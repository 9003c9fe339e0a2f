//! Error types for pool and monitor operations.

use thiserror::Error;

/// Errors produced by an autoscaled pool run.
#[derive(Debug, Error)]
pub enum PoolError {
    /// Configuration rejected before any work started.
    #[error("invalid configuration: {0}")]
    InvalidConfig(String),
    /// First unit of work that failed; later failures are discarded.
    #[error("task failed: {0}")]
    TaskFailed(#[source] anyhow::Error),
    /// A unit of work panicked or was aborted by the runtime.
    #[error("task panicked: {0}")]
    TaskPanicked(String),
    /// The caller-supplied completion predicate failed.
    #[error("completion check failed: {0}")]
    CompletionCheck(#[source] anyhow::Error),
}

/// Errors produced by resource monitors. Never fatal to a run.
#[derive(Debug, Error)]
pub enum MonitorError {
    /// Reading a statistics source failed.
    #[error("io error: {0}")]
    Io(#[from] std::io::Error),
    /// A statistics source held unexpected content.
    #[error("parse error: {0}")]
    Parse(String),
    /// The statistics source is not available on this host.
    #[error("monitor unavailable: {0}")]
    Unavailable(String),
}

/// Application-facing result using anyhow for higher-level contexts.
pub type AppResult<T> = Result<T, anyhow::Error>;
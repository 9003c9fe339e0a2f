//! Resource monitor contract consumed by the concurrency controller.

use async_trait::async_trait;
use serde::{Deserialize, Serialize};

use crate::core::MonitorError;

/// Point-in-time memory statistics for the host process group.
#[derive(Debug, Clone, Copy, PartialEq, Eq, Default, Serialize, Deserialize)]
pub struct MemoryInfo {
    /// Memory available to the process group, in bytes.
    pub total_bytes: u64,
    /// Memory not in use, in bytes.
    pub free_bytes: u64,
    /// Memory in use, in bytes.
    pub used_bytes: u64,
}

impl MemoryInfo {
    /// Build a sample from total and used bytes.
    #[must_use]
    pub const fn from_used(total_bytes: u64, used_bytes: u64) -> Self {
        Self {
            total_bytes,
            free_bytes: total_bytes.saturating_sub(used_bytes),
            used_bytes,
        }
    }

    /// Fraction of total memory that is free, `0.0` when total is unknown.
    #[must_use]
    #[allow(clippy::cast_precision_loss)]
    pub fn free_ratio(&self) -> f64 {
        if self.total_bytes == 0 {
            return 0.0;
        }
        self.free_bytes as f64 / self.total_bytes as f64
    }
}

/// Source of memory statistics.
///
/// Failures are absorbed by the pool: the tick proceeds with the samples it
/// already has.
#[async_trait]
pub trait ResourceMonitor: Send + Sync {
    /// Take a fresh memory sample.
    async fn sample(&self) -> Result<MemoryInfo, MonitorError>;
}
//! Work source and completion predicate abstractions.
//!
//! The pool pulls units of work on demand instead of iterating a
//! pre-materialized collection, so producers may keep adding work while a
//! run is in progress.

use std::future::Future;

use async_trait::async_trait;
use futures::future::BoxFuture;
use futures::FutureExt;

/// A pending unit of work. Settles with `Ok(())` or the failure that aborts the run.
pub type Operation = BoxFuture<'static, anyhow::Result<()>>;

/// Outcome of asking a [`WorkSource`] for more work.
pub enum NextWork {
    /// Nothing to do right now; the pool asks again on a later fill pass.
    Empty,
    /// A unit of work to run in a free slot.
    Operation(Operation),
}

impl NextWork {
    /// Wrap a future as an operation.
    pub fn from_future<F>(fut: F) -> Self
    where
        F: Future<Output = anyhow::Result<()>> + Send + 'static,
    {
        Self::Operation(fut.boxed())
    }

    /// Whether this is [`NextWork::Empty`].
    #[must_use]
    pub const fn is_empty(&self) -> bool {
        matches!(self, Self::Empty)
    }
}

impl std::fmt::Debug for NextWork {
    fn fmt(&self, f: &mut std::fmt::Formatter<'_>) -> std::fmt::Result {
        match self {
            Self::Empty => f.write_str("NextWork::Empty"),
            Self::Operation(_) => f.write_str("NextWork::Operation(..)"),
        }
    }
}

/// Caller-supplied producer of units of work.
///
/// `next` must not block. An `Err` counts as a failed unit of work and
/// aborts the run like a failing operation would.
///
/// # Example
///
/// ```rust,ignore
/// use autoscaled_pool::core::NextWork;
///
/// let mut remaining = 10;
/// let source = move || {
///     if remaining == 0 {
///         return Ok(NextWork::Empty);
///     }
///     remaining -= 1;
///     Ok(NextWork::from_future(async { scrape_next_page().await }))
/// };
/// ```
pub trait WorkSource: Send {
    /// Produce the next unit of work, or report that none is available.
    fn next(&mut self) -> anyhow::Result<NextWork>;
}

impl<F> WorkSource for F
where
    F: FnMut() -> anyhow::Result<NextWork> + Send,
{
    fn next(&mut self) -> anyhow::Result<NextWork> {
        self()
    }
}

/// Authoritative answer to "is all work done?".
///
/// Consulted only when nothing is running and the last fill pass found no
/// work. Without one the pool infers completion from repeated emptiness.
#[async_trait]
pub trait CompletionPredicate: Send + Sync {
    /// Return `true` once no more work will ever be produced.
    async fn is_finished(&self) -> anyhow::Result<bool>;
}

#[async_trait]
impl<F, Fut> CompletionPredicate for F
where
    F: Fn() -> Fut + Send + Sync,
    Fut: Future<Output = anyhow::Result<bool>> + Send + 'static,
{
    async fn is_finished(&self) -> anyhow::Result<bool> {
        self().await
    }
}
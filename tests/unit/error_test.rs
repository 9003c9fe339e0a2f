//! Tests for error types

use std::error::Error;

use autoscaled_pool::core::{MonitorError, PoolError};

#[test]
fn test_invalid_config_error() {
    let err = PoolError::InvalidConfig("min_concurrency must be greater than 0".to_string());
    assert_eq!(
        format!("{err}"),
        "invalid configuration: min_concurrency must be greater than 0"
    );
}

#[test]
fn test_task_failed_keeps_source() {
    let err = PoolError::TaskFailed(anyhow::anyhow!("page timed out"));
    assert_eq!(format!("{err}"), "task failed: page timed out");
    assert!(err.source().is_some());
}

#[test]
fn test_task_panicked_error() {
    let err = PoolError::TaskPanicked("boom".to_string());
    assert_eq!(format!("{err}"), "task panicked: boom");
}

#[test]
fn test_monitor_io_error_conversion() {
    let io = std::io::Error::new(std::io::ErrorKind::NotFound, "memory.max");
    let err: MonitorError = io.into();
    assert!(matches!(err, MonitorError::Io(_)));
    assert_eq!(format!("{err}"), "io error: memory.max");
}

#[test]
fn test_monitor_parse_error() {
    let err = MonitorError::Parse("invalid byte count".to_string());
    assert_eq!(format!("{err}"), "parse error: invalid byte count");
}
//! Builder assembling an autoscaled pool from configuration and collaborators.

use std::sync::Arc;

use crate::config::AutoscaledPoolConfig;
use crate::core::{AutoscaledPool, CompletionPredicate, PoolError, ResourceMonitor, WorkSource};
use crate::infra::monitor::{detect_monitor, SystemMemoryMonitor};

/// Builds an [`AutoscaledPool`], defaulting to host memory statistics when
/// no monitor is supplied.
pub struct AutoscaledPoolBuilder {
    config: AutoscaledPoolConfig,
    source: Option<Box<dyn WorkSource>>,
    monitor: Option<Arc<dyn ResourceMonitor>>,
    completion: Option<Arc<dyn CompletionPredicate>>,
}

impl AutoscaledPoolBuilder {
    /// Start a builder from configuration.
    #[must_use]
    pub fn new(config: AutoscaledPoolConfig) -> Self {
        Self {
            config,
            source: None,
            monitor: None,
            completion: None,
        }
    }

    /// Start a builder from a JSON configuration document.
    ///
    /// # Errors
    ///
    /// Returns `PoolError::InvalidConfig` on parse or validation failure.
    pub fn from_json_str(input: &str) -> Result<Self, PoolError> {
        AutoscaledPoolConfig::from_json_str(input)
            .map(Self::new)
            .map_err(PoolError::InvalidConfig)
    }

    /// Configuration in use.
    #[must_use]
    pub const fn config(&self) -> &AutoscaledPoolConfig {
        &self.config
    }

    /// Set the work source.
    #[must_use]
    pub fn source<S>(mut self, source: S) -> Self
    where
        S: WorkSource + 'static,
    {
        self.source = Some(Box::new(source));
        self
    }

    /// Set the resource monitor.
    #[must_use]
    pub fn monitor<M>(mut self, monitor: M) -> Self
    where
        M: ResourceMonitor + 'static,
    {
        self.monitor = Some(Arc::new(monitor));
        self
    }

    /// Set a resource monitor shared with other components.
    #[must_use]
    pub fn shared_monitor(mut self, monitor: Arc<dyn ResourceMonitor>) -> Self {
        self.monitor = Some(monitor);
        self
    }

    /// Use the cgroup limit when running in a container, host memory otherwise.
    #[must_use]
    pub async fn detect_monitor(mut self) -> Self {
        self.monitor = Some(detect_monitor().await);
        self
    }

    /// Set the completion predicate.
    #[must_use]
    pub fn completion_predicate<C>(mut self, predicate: C) -> Self
    where
        C: CompletionPredicate + 'static,
    {
        self.completion = Some(Arc::new(predicate));
        self
    }

    /// Whether a completion predicate has been set.
    #[must_use]
    pub const fn has_completion_predicate(&self) -> bool {
        self.completion.is_some()
    }

    /// Build the pool.
    ///
    /// # Errors
    ///
    /// Returns `PoolError::InvalidConfig` if no work source was set or the
    /// configuration is invalid.
    pub fn build(self) -> Result<AutoscaledPool, PoolError> {
        let source = self
            .source
            .ok_or_else(|| PoolError::InvalidConfig("work source is required".into()))?;
        let monitor = self
            .monitor
            .unwrap_or_else(|| Arc::new(SystemMemoryMonitor::new()));
        AutoscaledPool::from_parts(self.config, source, monitor, self.completion)
    }
}

impl std::fmt::Debug for AutoscaledPoolBuilder {
    fn fmt(&self, f: &mut std::fmt::Formatter<'_>) -> std::fmt::Result {
        f.debug_struct("AutoscaledPoolBuilder")
            .field("config", &self.config)
            .field("has_source", &self.source.is_some())
            .field("has_monitor", &self.monitor.is_some())
            .field("has_completion_predicate", &self.completion.is_some())
            .finish()
    }
}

------------------------------------------------

AIM OF THE TASK >> Going through the listing above, count every line in which the word "matches" occurs, and state only the count.

EXERCISE OUTPUT >> 2